That version of Red scared me more than the typical belittling kind.

"I'll be done in three," I changed the subject. We weren't really that close so I didn't feel like talking to him about it. But it felt really warm---almost as if he cared about me.

He turned his printer on and researched with me using his phone.

"These are the altitudes and coordinates three days ago at 6:30 AM LST," he hesitated but he eventually showed me his phone. "You got that?"

"Y-yeah. Thanks," I wondered what made him become nice again. I shouldn't be thinking about him now.

"This one's 6:30 PM on the same date. Then 12 hours after. Then 6:30 PM. Then the last day. You follow?"

"Y-yes. You're right."

"What did I tell you?" he ran his fingers to his nose bridge. "Print it."

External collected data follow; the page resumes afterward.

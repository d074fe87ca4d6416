//! procsim — Run the process-scheduler simulation from a config file.

use std::path::PathBuf;
use std::time::Duration;

use anyhow::Result;
use clap::Parser;

use procsim::{report, Scheduler, SimConfig};

/// Run the process-scheduler simulation from a config file.
#[derive(Parser)]
#[command(name = "procsim")]
struct Cli {
    /// Path to the key/value config file.
    config: Option<PathBuf>,

    /// How long to let the process generator run, in milliseconds.
    #[arg(short, long, default_value_t = 2000)]
    duration_ms: u64,

    /// Where to write the utilization report.
    #[arg(long, default_value = "csopesy-log.txt")]
    report: PathBuf,

    /// Directory for periodic memory snapshots.
    #[arg(long, default_value = ".")]
    snapshot_dir: PathBuf,

    /// Disable periodic memory snapshots.
    #[arg(long)]
    no_snapshots: bool,

    /// Seed for the program generator.
    #[arg(long)]
    seed: Option<u64>,
}

fn main() -> Result<()> {
    let cli = Cli::parse();

    tracing_subscriber::fmt()
        .with_env_filter(tracing_subscriber::EnvFilter::from_default_env())
        .init();

    let mut config = match &cli.config {
        Some(path) => SimConfig::load(path)?,
        None => SimConfig::default(),
    };
    config.snapshot_dir = (!cli.no_snapshots).then(|| cli.snapshot_dir.clone());
    if let Some(seed) = cli.seed {
        config.seed = seed;
    }

    let mut scheduler = Scheduler::new(config);
    scheduler.start();
    scheduler.start_generation();

    std::thread::sleep(Duration::from_millis(cli.duration_ms));

    scheduler.stop_generation();
    scheduler.wait_until_idle();

    report::write_to_file(&scheduler, &cli.report)?;
    print!("{}", report::render(&scheduler));
    println!(
        "{} processes finished in {} ticks",
        scheduler.finished_processes().len(),
        scheduler.elapsed_ticks()
    );

    scheduler.stop();
    Ok(())
}
//! First-fit contiguous memory manager.
//!
//! Models a linear address space of `max_memory` bytes as an ordered
//! list of non-overlapping blocks that always tiles `[0, max_memory)`.
//! Each admitted process owns exactly one block of `mem_per_proc` bytes;
//! adjacent free blocks are merged eagerly so the free list never holds
//! two neighbors. A failed allocation is an expected outcome (the caller
//! parks the process on the memory-pending queue), not an error.

use std::fs::File;
use std::io::{self, Write};
use std::path::{Path, PathBuf};
use std::sync::Mutex;

use chrono::Local;
use tracing::debug;

use crate::types::Pid;

/// One block of the address space. `owner == None` marks a free block.
#[derive(Debug, Clone, Copy, PartialEq, Eq)]
pub struct MemoryBlock {
    pub start: u64,
    pub end: u64,
    pub owner: Option<Pid>,
}

impl MemoryBlock {
    pub fn size(&self) -> u64 {
        self.end - self.start
    }
}

/// Thread-safe first-fit allocator over a contiguous address space.
pub struct MemoryManager {
    blocks: Mutex<Vec<MemoryBlock>>,
    max_memory: u64,
    mem_per_proc: u64,
}

impl MemoryManager {
    pub fn new(max_memory: u64, mem_per_proc: u64) -> Self {
        MemoryManager {
            blocks: Mutex::new(vec![MemoryBlock {
                start: 0,
                end: max_memory,
                owner: None,
            }]),
            max_memory,
            mem_per_proc,
        }
    }

    pub fn max_memory(&self) -> u64 {
        self.max_memory
    }

    pub fn mem_per_proc(&self) -> u64 {
        self.mem_per_proc
    }

    /// Carve `mem_per_proc` bytes for `pid` out of the first free block
    /// large enough, in address order. Returns false when no block fits.
    pub fn allocate(&self, pid: Pid) -> bool {
        let mut blocks = self.blocks.lock().unwrap();
        for i in 0..blocks.len() {
            if blocks[i].owner.is_some() || blocks[i].size() < self.mem_per_proc {
                continue;
            }
            let start = blocks[i].start;
            let end = start + self.mem_per_proc;
            let proc_block = MemoryBlock {
                start,
                end,
                owner: Some(pid),
            };
            if blocks[i].size() == self.mem_per_proc {
                blocks[i] = proc_block;
            } else {
                blocks[i].start = end;
                blocks.insert(i, proc_block);
            }
            debug!(%pid, start, end, "memory allocated");
            return true;
        }
        debug!(%pid, "memory allocation deferred");
        false
    }

    /// Free every block owned by `pid`, then merge adjacent free blocks.
    /// Idempotent when `pid` owns nothing.
    pub fn deallocate(&self, pid: Pid) {
        let mut blocks = self.blocks.lock().unwrap();
        let mut freed = false;
        for block in blocks.iter_mut() {
            if block.owner == Some(pid) {
                block.owner = None;
                freed = true;
            }
        }
        if freed {
            Self::merge_free(&mut blocks);
            debug!(%pid, "memory deallocated");
        }
    }

    fn merge_free(blocks: &mut Vec<MemoryBlock>) {
        let mut i = 0;
        while i + 1 < blocks.len() {
            if blocks[i].owner.is_none() && blocks[i + 1].owner.is_none() {
                blocks[i].end = blocks[i + 1].end;
                blocks.remove(i + 1);
            } else {
                i += 1;
            }
        }
    }

    /// Snapshot of the block list, in address order.
    pub fn blocks(&self) -> Vec<MemoryBlock> {
        self.blocks.lock().unwrap().clone()
    }

    /// Number of blocks currently owned by processes.
    pub fn used_blocks(&self) -> usize {
        self.blocks
            .lock()
            .unwrap()
            .iter()
            .filter(|b| b.owner.is_some())
            .count()
    }

    /// Sum of free-block sizes too small to admit a process (bytes).
    pub fn external_fragmentation(&self) -> u64 {
        self.blocks
            .lock()
            .unwrap()
            .iter()
            .filter(|b| b.owner.is_none() && b.size() < self.mem_per_proc)
            .map(|b| b.size())
            .sum()
    }

    /// Write `memory_stamp_<index:02>.txt` under `dir`: a timestamp, the
    /// process count, external fragmentation in KB, and the occupied
    /// blocks listed top-down as `end / P<pid> / start`.
    pub fn dump_snapshot(&self, index: u64, dir: &Path) -> io::Result<PathBuf> {
        let blocks = self.blocks.lock().unwrap();
        let path = dir.join(format!("memory_stamp_{index:02}.txt"));
        let mut out = File::create(&path)?;

        let now = Local::now();
        writeln!(out, "Timestamp: ({})", now.format("%m/%d/%Y %I:%M:%S%p"))?;

        let proc_count = blocks.iter().filter(|b| b.owner.is_some()).count();
        writeln!(out, "Number of processes in memory: {proc_count}")?;

        let frag: u64 = blocks
            .iter()
            .filter(|b| b.owner.is_none() && b.size() < self.mem_per_proc)
            .map(|b| b.size())
            .sum();
        writeln!(out, "Total external fragmentation in KB: {}", frag / 1024)?;
        writeln!(out)?;

        writeln!(out, "----end---- = {}", self.max_memory)?;
        writeln!(out)?;
        for block in blocks.iter().rev() {
            if let Some(pid) = block.owner {
                writeln!(out, "{}", block.end)?;
                writeln!(out, "P{pid}")?;
                writeln!(out, "{}", block.start)?;
                writeln!(out)?;
            }
        }
        writeln!(out, "----start---- = 0")?;
        Ok(path)
    }
}

#[cfg(test)]
mod tests {
    use super::*;

    /// The block list must tile [0, max_memory) with no gaps or overlaps
    /// and no two adjacent free blocks.
    fn assert_tiling(mgr: &MemoryManager) {
        let blocks = mgr.blocks();
        assert!(!blocks.is_empty());
        assert_eq!(blocks.first().unwrap().start, 0);
        assert_eq!(blocks.last().unwrap().end, mgr.max_memory());
        for pair in blocks.windows(2) {
            assert_eq!(pair[0].end, pair[1].start, "gap or overlap: {pair:?}");
            assert!(
                pair[0].owner.is_some() || pair[1].owner.is_some(),
                "adjacent free blocks: {pair:?}"
            );
        }
    }

    #[test]
    fn first_fit_in_address_order() {
        let mgr = MemoryManager::new(300, 100);
        assert!(mgr.allocate(Pid(1)));
        assert!(mgr.allocate(Pid(2)));
        assert!(mgr.allocate(Pid(3)));
        assert!(!mgr.allocate(Pid(4)), "space is exhausted");
        assert_tiling(&mgr);

        // Freeing the middle block makes its address range the first fit.
        mgr.deallocate(Pid(2));
        assert!(mgr.allocate(Pid(4)));
        let blocks = mgr.blocks();
        let p4 = blocks.iter().find(|b| b.owner == Some(Pid(4))).unwrap();
        assert_eq!(p4.start, 100);
        assert_tiling(&mgr);
    }

    #[test]
    fn deallocate_coalesces_neighbors() {
        let mgr = MemoryManager::new(300, 100);
        mgr.allocate(Pid(1));
        mgr.allocate(Pid(2));
        mgr.allocate(Pid(3));
        mgr.deallocate(Pid(1));
        mgr.deallocate(Pid(3));
        mgr.deallocate(Pid(2));
        let blocks = mgr.blocks();
        assert_eq!(blocks.len(), 1, "free space did not coalesce: {blocks:?}");
        assert_eq!(blocks[0].owner, None);
        assert_tiling(&mgr);
    }

    #[test]
    fn deallocate_is_idempotent() {
        let mgr = MemoryManager::new(300, 100);
        mgr.allocate(Pid(1));
        mgr.deallocate(Pid(1));
        let after_first = mgr.blocks();
        mgr.deallocate(Pid(1));
        assert_eq!(mgr.blocks(), after_first);
    }

    #[test]
    fn allocate_then_deallocate_restores_state() {
        let mgr = MemoryManager::new(1024, 256);
        let before = mgr.blocks();
        mgr.allocate(Pid(7));
        mgr.deallocate(Pid(7));
        assert_eq!(mgr.blocks(), before);
    }

    #[test]
    fn fragmentation_counts_small_free_blocks_only() {
        // 250 bytes, 100 per process: after two allocations the 50-byte
        // tail is unusable.
        let mgr = MemoryManager::new(250, 100);
        mgr.allocate(Pid(1));
        mgr.allocate(Pid(2));
        assert_eq!(mgr.external_fragmentation(), 50);
        mgr.deallocate(Pid(1));
        // The freed 100-byte block can fit a process; still only the tail
        // counts as fragmentation.
        assert_eq!(mgr.external_fragmentation(), 50);
    }

    #[test]
    fn snapshot_lists_blocks_top_down() {
        let dir = tempfile::tempdir().unwrap();
        let mgr = MemoryManager::new(300, 100);
        mgr.allocate(Pid(1));
        mgr.allocate(Pid(2));
        let path = mgr.dump_snapshot(3, dir.path()).unwrap();
        assert!(path.ends_with("memory_stamp_03.txt"));
        let text = std::fs::read_to_string(&path).unwrap();
        assert!(text.contains("Number of processes in memory: 2"));
        assert!(text.contains("----end---- = 300"));
        assert!(text.contains("----start---- = 0"));
        // P2 (higher addresses) is listed before P1.
        let p2_at = text.find("P2").unwrap();
        let p1_at = text.find("P1").unwrap();
        assert!(p2_at < p1_at, "blocks are not listed top-down");
    }
}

"But I don't know how to operate---"

"Load the paper to the tray and click print---do I have to do that, too?" he scolded me. Clearly, kindness had an expiry when it came to him.

"Alright. Alright," I reached for the paper but it was stuck on the corner out back. I couldn't really stretch out without my wounds tingling. "Ouch!"

"You're impossible," he reached for the paper instead and loaded it on the machine. He grabbed the laptop from me and did the printing. "There you go."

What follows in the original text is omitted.